_DATA SUPPLIED_
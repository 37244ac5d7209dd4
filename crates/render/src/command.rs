use crate::error::{ErrorKind, Result};
use crate::{Renderer, Response, cgi};
use async_trait::async_trait;
use exn::ResultExt;
use std::path::PathBuf;
use std::process::Stdio;
use std::time::Duration;
use tokio::process::Command;
use tracing::instrument;
use url::Url;

const DEFAULT_TIMEOUT: Duration = Duration::from_secs(30);

/// Renders pages by running the CMS front controller once per URL, CGI-style.
///
/// The request is described entirely through the environment (`REQUEST_URI`,
/// `HTTP_HOST`, `HTTPS` and friends); the program writes headers, a blank
/// line and the body to stdout. Nothing goes over the network.
#[derive(Debug, Clone)]
pub struct CommandRenderer {
    program: PathBuf,
    args: Vec<String>,
    working_dir: Option<PathBuf>,
    timeout: Duration,
}
impl CommandRenderer {
    /// Locate `command` (a path, or a name looked up on `PATH`).
    pub fn discover(command: impl AsRef<str>) -> Result<Self> {
        let command = command.as_ref();
        let program = which::which(command).or_raise(|| ErrorKind::CommandNotFound(command.to_string()))?;
        tracing::debug!(program = %program.display(), "discovered render command");
        Ok(Self { program, args: Vec::new(), working_dir: None, timeout: DEFAULT_TIMEOUT })
    }

    pub fn with_args(mut self, args: impl IntoIterator<Item = impl Into<String>>) -> Self {
        self.args = args.into_iter().map(Into::into).collect();
        self
    }

    pub fn with_working_dir(mut self, dir: impl Into<PathBuf>) -> Self {
        self.working_dir = Some(dir.into());
        self
    }

    pub fn with_timeout(mut self, timeout: Duration) -> Self {
        self.timeout = timeout;
        self
    }

    pub fn program(&self) -> &std::path::Path {
        &self.program
    }

    /// CGI/1.1 meta-variables describing a `GET` of `url`.
    fn environment(url: &Url) -> Vec<(&'static str, String)> {
        let host = url.host_str().unwrap_or_default().to_string();
        let port = url.port_or_known_default().unwrap_or(80);
        let http_host = match url.port() {
            Some(port) => format!("{host}:{port}"),
            None => host.clone(),
        };
        let query = url.query().unwrap_or_default().to_string();
        let request_uri = match url.query() {
            Some(query) => format!("{}?{query}", url.path()),
            None => url.path().to_string(),
        };
        let mut env = vec![
            ("GATEWAY_INTERFACE", "CGI/1.1".to_string()),
            ("SERVER_PROTOCOL", "HTTP/1.1".to_string()),
            ("REQUEST_METHOD", "GET".to_string()),
            ("REQUEST_URI", request_uri),
            ("PATH_INFO", url.path().to_string()),
            ("QUERY_STRING", query),
            ("HTTP_HOST", http_host),
            ("SERVER_NAME", host),
            ("SERVER_PORT", port.to_string()),
            // php-cgi refuses to run without it.
            ("REDIRECT_STATUS", "200".to_string()),
            ("STATICPUB_URL", url.to_string()),
        ];
        if url.scheme() == "https" {
            env.push(("HTTPS", "on".to_string()));
        }
        env
    }
}

#[async_trait]
impl Renderer for CommandRenderer {
    #[instrument(skip(self), fields(program = %self.program.display()))]
    async fn render(&self, url: &str) -> Result<Response> {
        let parsed = Url::parse(url).or_raise(|| ErrorKind::InvalidUrl(url.to_string()))?;
        if !matches!(parsed.scheme(), "http" | "https") || parsed.host_str().is_none() {
            exn::bail!(ErrorKind::InvalidUrl(url.to_string()));
        }

        let mut command = Command::new(&self.program);
        command
            .args(&self.args)
            .envs(Self::environment(&parsed))
            .stdin(Stdio::null())
            .stdout(Stdio::piped())
            .stderr(Stdio::piped())
            .kill_on_drop(true);
        if let Some(dir) = &self.working_dir {
            command.current_dir(dir);
        }

        let output = tokio::time::timeout(self.timeout, command.output())
            .await
            .map_err(|_| ErrorKind::Timeout)?
            .or_raise(|| ErrorKind::Io)?;
        if !output.status.success() {
            let stderr = String::from_utf8_lossy(&output.stderr);
            tracing::warn!(status = ?output.status, stderr = %stderr.trim(), "render command failed");
            exn::bail!(ErrorKind::Failed(output.status.code().unwrap_or(-1)));
        }
        if !output.stderr.is_empty() {
            tracing::debug!(stderr = %String::from_utf8_lossy(&output.stderr).trim(), "render command wrote to stderr");
        }
        cgi::parse(&output.stdout)
    }
}
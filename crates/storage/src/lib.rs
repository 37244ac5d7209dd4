//! The static cache directory: where published pages end up and what the web
//! server reads from.

pub mod backend;
pub mod error;
mod models;
mod path;

pub use crate::backend::CacheStore;
pub use crate::models::{ArtifactKind, CachedFile};
pub use crate::path::CachePath;
use std::sync::Arc;

pub type StoreHandle = Arc<dyn CacheStore>;
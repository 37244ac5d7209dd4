//! URL handling shared by every part of the static cache.
//!
//! - [`PathMapper`] converts absolute URLs into cache-relative paths (and back
//!   again when enumerating what is already on disk).
//! - [`Sanitiser`] normalizes raw URLs so that two spellings of the same page
//!   always collapse onto a single queue entry.
//! - [`UrlBundler`] collects normalized URLs with priorities and splits them
//!   into job-sized batches.

mod bundle;
pub mod error;
mod path;
mod sanitise;

pub use crate::bundle::{BatchedUrl, DEFAULT_PRIORITY, PrioritizedUrl, UrlBundler};
pub use crate::path::{PathMapper, path_to_url, url_to_path};
pub use crate::sanitise::{Sanitiser, strip_stage_param};
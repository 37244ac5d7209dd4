//! Library Error Types
//!
//! This module provides structured errors using `exn` for automatic location
//! tracking and error tree construction. Errors raised by the other workspace
//! crates (queue, storage, render, urls) are wrapped into one of these kinds
//! with `or_raise`, so the original cause stays in the tree.

use crate::content::NodeId;
use derive_more::{Display, Error};

/// A library error with automatic location tracking.
pub type Error = exn::Exn<ErrorKind>;
/// Result type alias for library operations.
pub type Result<T> = std::result::Result<T, Error>;

/// Classifies a publishing failure by what the caller should do about it.
///
/// ### Per-URL Errors
/// Recorded against the URL; the job carries on with the next one.
/// - [`ErrorKind::InvalidUrl`]
/// - [`ErrorKind::RenderFailure`]
/// - [`ErrorKind::WriteFailure`]
/// - [`ErrorKind::LockContention`]
///
/// ### Fatal Errors
/// Abort the current iteration; persisted state is resumed on the next run.
/// - [`ErrorKind::Queue`]
/// - [`ErrorKind::Configuration`]
/// - [`ErrorKind::AliasCycle`]
/// - [`ErrorKind::NodeNotFound`]
/// - [`ErrorKind::Template`]
#[derive(Debug, Display, Error)]
pub enum ErrorKind {
    /// The URL cannot be represented as a cache file.
    #[display("invalid URL: {_0}")]
    InvalidUrl(#[error(not(source))] String),
    /// The page could not be rendered, or rendered with a 5xx status.
    #[display("failed to render {_0}")]
    RenderFailure(#[error(not(source))] String),
    /// Cache artifacts for the URL could not be written or removed.
    #[display("failed to write cache artifacts for {_0}")]
    WriteFailure(#[error(not(source))] String),
    /// Another worker holds the resource.
    #[display("held by another worker: {_0}")]
    LockContention(#[error(not(source))] String),
    #[display("invalid configuration")]
    Configuration,
    /// The durable queue could not be read or written.
    #[display("queue storage failure")]
    Queue,
    #[display("content node {_0} aliases itself")]
    AliasCycle(#[error(not(source))] NodeId),
    #[display("content node {_0} does not exist")]
    NodeNotFound(#[error(not(source))] NodeId),
    #[display("failed to render artifact template")]
    Template,
}

impl ErrorKind {
    /// Returns `true` if retrying might succeed.
    pub fn is_retryable(&self) -> bool {
        matches!(self, Self::RenderFailure(_) | Self::WriteFailure(_) | Self::LockContention(_) | Self::Queue)
    }
}
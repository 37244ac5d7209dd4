//! `process` and `legacy`: draining the queue, once or as a daemon.

use crate::app::App;
use crate::cli::RunArgs;
use crate::error::{ErrorKind, Result};
use exn::ResultExt;
use futures::{Stream, StreamExt};
use staticpub_library::job::{RunSummary, UrlFailure, UrlReport, Worker, WorkerEvent};
use staticpub_library::legacy::LegacyWorker;
use std::process::ExitCode;
use tracing::{error, info, warn};

pub async fn process(app: &App, args: RunArgs) -> Result<ExitCode> {
    let ctx = app.context(true).await?;
    let worker = Worker::new(&ctx);
    let summary = match args.daemon {
        true => drain(worker.run_daemon(shutdown()), args.verbose).await?,
        false => drain(worker.run_once(), args.verbose).await?,
    };
    println!("{}", describe(&summary));
    Ok(if summary.is_clean() { ExitCode::SUCCESS } else { ExitCode::FAILURE })
}

pub async fn legacy(app: &App, args: RunArgs) -> Result<ExitCode> {
    let ctx = app.context(true).await?;
    let lock_path = app.config.lock_file_path().or_raise(|| ErrorKind::Config)?;
    let worker = LegacyWorker::new(&ctx, lock_path, app.config.heartbeat_threshold());
    let summary = match args.daemon {
        true => drain(worker.run_daemon(shutdown()), args.verbose).await?,
        false => drain(worker.run_once(), args.verbose).await?,
    };
    println!("{}", describe(&summary));
    Ok(if summary.failed == 0 { ExitCode::SUCCESS } else { ExitCode::FAILURE })
}

async fn shutdown() {
    match tokio::signal::ctrl_c().await {
        Ok(()) => info!("interrupted; finishing the current chunk"),
        Err(e) => {
            warn!(error = %e, "cannot listen for interrupts; stop the process to exit");
            std::future::pending::<()>().await;
        },
    }
}

/// Consume worker events until the run completes. A run that ends on an
/// error, without completing, is an error.
async fn drain(
    events: impl Stream<Item = staticpub_library::error::Result<WorkerEvent>>,
    verbose: bool,
) -> Result<RunSummary> {
    let mut events = std::pin::pin!(events);
    let mut last_error = None;
    while let Some(event) = events.next().await {
        match event {
            Ok(WorkerEvent::UrlProcessed(report)) if verbose => println!("{}", processed_line(&report)),
            Ok(WorkerEvent::UrlFailed(failure)) if verbose => println!("{}", failed_line(&failure)),
            Ok(WorkerEvent::JobFinished { id, status, processed, failed }) if verbose => {
                println!("job {id} {status}: {processed} processed, {failed} failed");
            },
            Ok(WorkerEvent::JobDeferred { id, remaining }) if verbose => {
                println!("job {id} deferred with {remaining} URL(s) left");
            },
            Ok(WorkerEvent::Complete(summary)) => return Ok(summary),
            Ok(_) => {},
            Err(e) => {
                error!(error = ?e, "worker error");
                last_error = Some(e);
            },
        }
    }
    match last_error {
        Some(e) => Err(e.raise(ErrorKind::Publishing)),
        None => Ok(RunSummary::default()),
    }
}

fn processed_line(report: &UrlReport) -> String {
    let status = report.status.map_or_else(|| "purged".to_string(), |status| status.to_string());
    format!(
        "{:>9.1}ms {status:>6} {:>9}B {:>2} file(s) {}",
        report.elapsed.as_secs_f64() * 1000.0,
        report.bytes,
        report.files,
        report.url,
    )
}

fn failed_line(failure: &UrlFailure) -> String {
    let outcome = if failure.given_up { "gave up" } else { "will retry" };
    format!("{:>11} {:>6} {} (attempt {}, {outcome}): {}", "", "FAILED", failure.url, failure.attempts, failure.reason)
}

fn describe(summary: &RunSummary) -> String {
    format!(
        "{} job(s): {} URL(s) processed, {} failed ({} given up), {} skipped, {} job(s) deferred",
        summary.jobs, summary.processed, summary.failed, summary.given_up, summary.skipped, summary.deferred
    )
}

#[cfg(test)]
mod tests {
    use super::*;
    use staticpub_queue::EntryAction;
    use std::time::Duration;

    #[test]
    fn test_processed_line() {
        let report = UrlReport {
            url: "https://example.com/a/".to_string(),
            action: EntryAction::Publish,
            status: Some(200),
            bytes: 1234,
            files: 2,
            elapsed: Duration::from_micros(12_340),
        };
        assert_eq!(processed_line(&report), "     12.3ms    200      1234B  2 file(s) https://example.com/a/");

        let purge = UrlReport { status: None, bytes: 0, files: 1, action: EntryAction::Purge, ..report };
        assert!(processed_line(&purge).contains("purged"));
    }

    #[test]
    fn test_failed_line() {
        let failure = UrlFailure {
            url: "https://example.com/a/".to_string(),
            action: EntryAction::Publish,
            reason: "boom".to_string(),
            attempts: 3,
            given_up: true,
        };
        assert!(failed_line(&failure).ends_with("FAILED https://example.com/a/ (attempt 3, gave up): boom"));
    }

    #[tokio::test]
    async fn test_drain_returns_summary() {
        let summary = RunSummary { jobs: 1, processed: 2, ..RunSummary::default() };
        let events = futures::stream::iter([Ok(WorkerEvent::Started), Ok(WorkerEvent::Complete(summary.clone()))]);
        assert_eq!(drain(events, false).await.unwrap(), summary);
    }

    #[tokio::test]
    async fn test_drain_without_completion_is_error() {
        let err = staticpub_library::error::Error::from(staticpub_library::error::ErrorKind::Queue);
        let events = futures::stream::iter([Ok(WorkerEvent::Started), Err(err)]);
        let err = drain(events, false).await.unwrap_err();
        assert!(matches!(&*err, ErrorKind::Publishing));
    }
}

_TASK_
Repeat the material exactly. Begin with its first line and end with the line that has "headers, a blank".

_SOLUTION FOR THIS TASK_
repository 37244ac5d7209dd4
filename crates/render/src/command.rs
use crate::error::{ErrorKind, Result};
use crate::{Renderer, Response, cgi};
use async_trait::async_trait;
use exn::ResultExt;
use std::path::PathBuf;
use std::process::Stdio;
use std::time::Duration;
use tokio::process::Command;
use tracing::instrument;
use url::Url;

const DEFAULT_TIMEOUT: Duration = Duration::from_secs(30);

/// Renders pages by running the CMS front controller once per URL, CGI-style.
///
/// The request is described entirely through the environment (`REQUEST_URI`,
/// `HTTP_HOST`, `HTTPS` and friends); the program writes headers, a blank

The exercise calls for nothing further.